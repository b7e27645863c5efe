//! Reactive Table
//!
//! A [`Table`] stores serde documents in one SQL table through an injected
//! [`Backend`] and keeps [`LiveQuery`] results in sync with every write made
//! through it.
//!
//! # Writes
//!
//! - `set` inserts, falling back to an update when the key already exists.
//! - `batch_set` upserts many documents in one transaction.
//! - `delete_by` deletes in a single `DELETE … RETURNING` pass, or falls back
//!   to selecting the keys and deleting them in chunks inside a transaction
//!   when the backend cannot return rows from a delete.
//!
//! Each write reports its [`Mutation`]s to the live query scheduler.

use std::collections::HashSet;
use std::marker::PhantomData;
use std::sync::atomic::{AtomicU64, Ordering};
use std::sync::Arc;
use std::time::Duration;

use futures_util::stream::{BoxStream, StreamExt, TryStreamExt};
use indexmap::IndexMap;
use parking_lot::Mutex;
use serde_json::Value;

use super::backend::{Backend, Row, Statement};
use super::config::{json_extract, validate_path, TableConfig};
use super::document::{extract_key, Document, RowKey};
use super::live::{LiveQuery, LiveShared, Mutation, ScheduleId};
use super::schema::Schema;
use super::search::{decode_data, SearchOptions};
use super::where_clause::{where_sql, Scope, Where};
use crate::error::{BackendError, TableResult};
use crate::reactive::Runtime;
use crate::schedule::{Batcher, BatcherOptions, KeyHandlers};

/// Keys bound per `IN (...)` list, e.g. in the chunked `delete_by` fallback.
pub const KEY_CHUNK_SIZE: usize = 500;

static NEXT_TABLE_ID: AtomicU64 = AtomicU64::new(1);

/// Whether `set` created a row or replaced one.
#[derive(Debug, Clone, PartialEq, Eq)]
pub enum SetOutcome {
    Inserted(RowKey),
    Updated(RowKey),
}

impl SetOutcome {
    pub fn key(&self) -> &RowKey {
        match self {
            Self::Inserted(key) | Self::Updated(key) => key,
        }
    }

    pub fn is_insert(&self) -> bool {
        matches!(self, Self::Inserted(_))
    }
}

/// Keys written by `batch_set`, in input order.
#[derive(Debug, Clone, Default, PartialEq, Eq)]
pub struct BatchOutcome {
    pub inserted: Vec<RowKey>,
    pub updated: Vec<RowKey>,
}

/// One bucket of `group_by`. Documents without the field share the `null`
/// bucket.
#[derive(Debug, Clone, PartialEq)]
pub struct Group {
    pub value: Value,
    pub count: u64,
}

pub(crate) struct TableInner<T: Document> {
    pub id: u64,
    pub config: TableConfig,
    pub schema: Schema,
    pub backend: Arc<dyn Backend>,
    batcher: Batcher<ScheduleId, Mutation>,
    live: Mutex<IndexMap<Arc<str>, Arc<LiveShared<T>>>>,
    /// Bumped by every reported write, whether or not a live query is attached.
    writes: AtomicU64,
    _marker: PhantomData<fn() -> T>,
}

impl<T: Document> TableInner<T> {
    pub fn scope(&self) -> Scope<'_> {
        Scope {
            table: &self.schema.table,
            fts: &self.schema.fts,
        }
    }

    fn key_of(&self, doc: &Value) -> TableResult<Option<RowKey>> {
        match &self.config.key {
            Some(path) => extract_key(doc, path, self.config.key_type).map(Some),
            None => Ok(None),
        }
    }

    /// Queue every live query a mutation can affect.
    fn notify(&self, mutations: impl IntoIterator<Item = Mutation>) {
        self.writes.fetch_add(1, Ordering::SeqCst);
        let live: Vec<_> = self.live.lock().values().cloned().collect();
        if live.is_empty() {
            return;
        }
        for mutation in mutations {
            for query in &live {
                if query.is_affected_by(&mutation) {
                    self.batcher.schedule(query.id.clone(), mutation.clone());
                }
            }
        }
    }

    pub fn forget_live(&self, shared: &Arc<LiveShared<T>>) {
        let mut live = self.live.lock();
        if live
            .get(&shared.id.search)
            .is_some_and(|current| Arc::ptr_eq(current, shared))
        {
            live.shift_remove(&shared.id.search);
        }
    }
}

/// A document table with live queries.
pub struct Table<T: Document> {
    inner: Arc<TableInner<T>>,
}

impl<T: Document> Clone for Table<T> {
    fn clone(&self) -> Self {
        Self {
            inner: Arc::clone(&self.inner),
        }
    }
}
......
*EXERCISE PROMPT*. The required answer is the run of lines above, starting at the line with "use serde_json::Value;" and ending at the line with "in input order.", reproduced exactly with both ends.

*ANSWER TO THIS PROBLEM*.
use serde_json::Value;

use super::backend::{Backend, Row, Statement};
use super::config::{json_extract, validate_path, TableConfig};
use super::document::{extract_key, Document, RowKey};
use super::live::{LiveQuery, LiveShared, Mutation, ScheduleId};
use super::schema::Schema;
use super::search::{decode_data, SearchOptions};
use super::where_clause::{where_sql, Scope, Where};
use crate::error::{BackendError, TableResult};
use crate::reactive::Runtime;
use crate::schedule::{Batcher, BatcherOptions, KeyHandlers};

/// Keys bound per `IN (...)` list, e.g. in the chunked `delete_by` fallback.
pub const KEY_CHUNK_SIZE: usize = 500;

static NEXT_TABLE_ID: AtomicU64 = AtomicU64::new(1);

/// Whether `set` created a row or replaced one.
#[derive(Debug, Clone, PartialEq, Eq)]
pub enum SetOutcome {
    Inserted(RowKey),
    Updated(RowKey),
}

impl SetOutcome {
    pub fn key(&self) -> &RowKey {
        match self {
            Self::Inserted(key) | Self::Updated(key) => key,
        }
    }

    pub fn is_insert(&self) -> bool {
        matches!(self, Self::Inserted(_))
    }
}

/// Keys written by `batch_set`, in input order.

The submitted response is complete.